Centuries after the Joseph narrative, along come Moses, an Israelite who, soon after birth, becomes the adopted son of a pharaoh’s daughter and is raised and educated in the Egyptian royal court. Commenting on Moses’ schooling in Egypt, the New Testament book of Acts explains that “Moses was educated in all the wisdom of the Egyptians” (Acts 7:22). This statement squares with the findings of modern scholarship, that Egypt’s royal court was where gifted and chosen young men were formally educated in Egypt’s wisdom tradition. And such an educations would have included both religious and political instruction. (See this post and also this post, both about Daniel, for brief descriptions of the wisdom schools of the old-world middle East.)

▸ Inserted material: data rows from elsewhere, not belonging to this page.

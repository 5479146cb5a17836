// ABOUTME: Resumable import session state carried between chunk requests
// ABOUTME: Serialized into the session store after every accepted chunk

use super::parser::JsonLayout;
use super::target::TargetColumn;
use chrono::{DateTime, Utc};
use serde::{Deserialize, Serialize};
use std::fmt;
use std::str::FromStr;

#[derive(Debug, Clone, Copy, PartialEq, Eq, Serialize, Deserialize)]
#[serde(rename_all = "SCREAMING_SNAKE_CASE")]
pub enum ImportState {
    Uninitialized,
    DetectingFormat,
    Streaming,
    Complete,
    TruncatedError,
    StalledError,
}

impl ImportState {
    pub fn is_terminal(self) -> bool {
        matches!(
            self,
            ImportState::Complete | ImportState::TruncatedError | ImportState::StalledError
        )
    }

    pub fn as_str(self) -> &'static str {
        match self {
            ImportState::Uninitialized => "UNINITIALIZED",
            ImportState::DetectingFormat => "DETECTING_FORMAT",
            ImportState::Streaming => "STREAMING",
            ImportState::Complete => "COMPLETE",
            ImportState::TruncatedError => "TRUNCATED_ERROR",
            ImportState::StalledError => "STALLED_ERROR",
        }
    }
}

impl fmt::Display for ImportState {
    fn fmt(&self, f: &mut fmt::Formatter<'_>) -> fmt::Result {
        f.write_str(self.as_str())
    }
}

#[derive(Debug, Clone, Copy, PartialEq, Eq, Serialize, Deserialize)]
#[serde(rename_all = "lowercase")]
pub enum DataFormat {
    Csv,
    Tsv,
    Json,
    Xml,
}

impl DataFormat {
    pub fn as_str(self) -> &'static str {
        match self {
            DataFormat::Csv => "csv",
            DataFormat::Tsv => "tsv",
            DataFormat::Json => "json",
            DataFormat::Xml => "xml",
        }
    }
}

impl fmt::Display for DataFormat {
    fn fmt(&self, f: &mut fmt::Formatter<'_>) -> fmt::Result {
        f.write_str(self.as_str())
    }
}

/// Requested format; `auto` is resolved from the first bytes of the upload
#[derive(Debug, Clone, Copy, PartialEq, Eq, Default)]
pub enum FormatChoice {
    #[default]
    Auto,
    Fixed(DataFormat),
}

impl FromStr for FormatChoice {
    type Err = String;

    fn from_str(s: &str) -> Result<Self, Self::Err> {
        match s.trim().to_ascii_lowercase().as_str() {
            "" | "auto" => Ok(FormatChoice::Auto),
            "csv" => Ok(FormatChoice::Fixed(DataFormat::Csv)),
            "tsv" | "tab" => Ok(FormatChoice::Fixed(DataFormat::Tsv)),
            "json" => Ok(FormatChoice::Fixed(DataFormat::Json)),
            "xml" => Ok(FormatChoice::Fixed(DataFormat::Xml)),
            other => Err(format!(
                "unknown format '{}' (expected auto, csv, tsv, json or xml)",
                other
            )),
        }
    }
}

/// Everything the server remembers about one upload between chunks
#[derive(Debug, Clone, PartialEq, Serialize, Deserialize)]
pub struct ImportSession {
    pub id: String,
    pub state: ImportState,
    pub format: Option<DataFormat>,
    pub json_layout: JsonLayout,
    /// The next positional record is the header row
    pub header_pending: bool,
    /// Target column for each position of a positional record
    pub column_map: Option<Vec<Option<String>>>,
    pub target_columns: Vec<TargetColumn>,
    pub truncated: bool,
    /// Offset reported in the last response
    pub offset: u64,
    /// Bytes received but not yet forming a complete record
    #[serde(with = "base64_bytes")]
    pub remainder: Vec<u8>,
    pub errors: u64,
    pub records: u64,
    /// Consecutive chunks that made no progress
    pub idle_chunks: u32,
    pub created_at: DateTime<Utc>,
    pub updated_at: DateTime<Utc>,
}

impl ImportSession {
    pub fn new(id: impl Into<String>) -> Self {
        let now = Utc::now();
        Self {
            id: id.into(),
            state: ImportState::Uninitialized,
            format: None,
            json_layout: JsonLayout::default(),
            header_pending: false,
            column_map: None,
            target_columns: Vec::new(),
            truncated: false,
            offset: 0,
            remainder: Vec::new(),
            errors: 0,
            records: 0,
            idle_chunks: 0,
            created_at: now,
            updated_at: now,
        }
    }

    pub fn remainder_len(&self) -> u64 {
        self.remainder.len() as u64
    }
}

/// Byte buffers as base64 strings in stored sessions and responses
pub(crate) mod base64_bytes {
    use base64::engine::general_purpose::STANDARD;
    use base64::Engine;
    use serde::{Deserialize, Deserializer, Serializer};

    pub fn serialize<S: Serializer>(bytes: &[u8], serializer: S) -> Result<S::Ok, S::Error> {
        serializer.serialize_str(&STANDARD.encode(bytes))
    }

    pub fn deserialize<'de, D: Deserializer<'de>>(deserializer: D) -> Result<Vec<u8>, D::Error> {
        let text = String::deserialize(deserializer)?;
        STANDARD.decode(text).map_err(serde::de::Error::custom)
    }
}

#[cfg(test)]
mod tests {
    use super::*;

    #[test]
    fn test_state_serializes_in_protocol_spelling() {
        let json = serde_json::to_string(&ImportState::TruncatedError).unwrap();
        assert_eq!(json, "\"TRUNCATED_ERROR\"");
        assert_eq!(ImportState::StalledError.to_string(), "STALLED_ERROR");
        assert!(ImportState::Complete.is_terminal());
        assert!(!ImportState::Streaming.is_terminal());
    }

    #[test]
    fn test_format_choice_parsing() {
        assert_eq!("AUTO".parse::<FormatChoice>().unwrap(), FormatChoice::Auto);
        assert_eq!(
            "tsv".parse::<FormatChoice>().unwrap(),
            FormatChoice::Fixed(DataFormat::Tsv)
        );
        assert!("parquet".parse::<FormatChoice>().is_err());
    }

    #[test]
    fn test_session_survives_serialization() {
        let mut session = ImportSession::new("abc");
        session.remainder = b"3,caf\xc3".to_vec();
        session.format = Some(DataFormat::Csv);
        let json = serde_json::to_string(&session).unwrap();
        assert!(json.contains("\"remainder\":\"MyxjYWbD\""));
        let restored: ImportSession = serde_json::from_str(&json).unwrap();
        assert_eq!(restored, session);
    }
}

Decades later, however, Moses has switched national allegiances. He is now a patriotic Israelite and, now also commissioned by Yahweh, he becomes a clear and present danger to Egypt’s national security (Exodus 2-12). In hopes of thwarting the looming existential threat, pharaoh summons his “wise men” [the Hebrew word is “hakamim”] to seek advice (Exodus 7:11). You know the outcome. Pharaoh loses the war. Perhaps a million people or more, mostly Israelites but many non-Israelites as well, have been freed from oppression and slavery, while much of Egypt lies devastated and pharaoh’s army has been decimated.
Some months afterward, Moses appoints hakamim from each of the twelve tribes of Israel as advisers and judges to keep order over the roiling multitude, which is now stuck in a hot desert, where temperatures are flaring and arguments and fights are breaking out everywhere. These newly appointed officials, with Moses as the sort of Supreme Court Justice over them, become a defacto governing structure of the nascent society that is now in the process of being formed out of Egypt (Exodus 18; Deuteronomy 1). In a future post I want us to take some time with this absolutely fascinating narrative, but here I am merely continuing what we began in the previous post, which is to briefly acquaint us with some biblical addresses where the role of wisdom in the governments of the old-world Middle East, although clearly evident, has often been unseen by contemporary Christians.
To continue, then. In Persia, King Xerxes, in the delicate matter of deciding Queen Vashti’s fate, sends for his “wise men” [hakamim] for advice on the legal issues he will face when devising a policy to deal with this sensitive matter of the nation’s domestic life (Esther 1:13). The same language, hakamim, is also used in the book of Esther for the officials who advise Haman, King Xerxes treacherous courtier (Esther 6:13).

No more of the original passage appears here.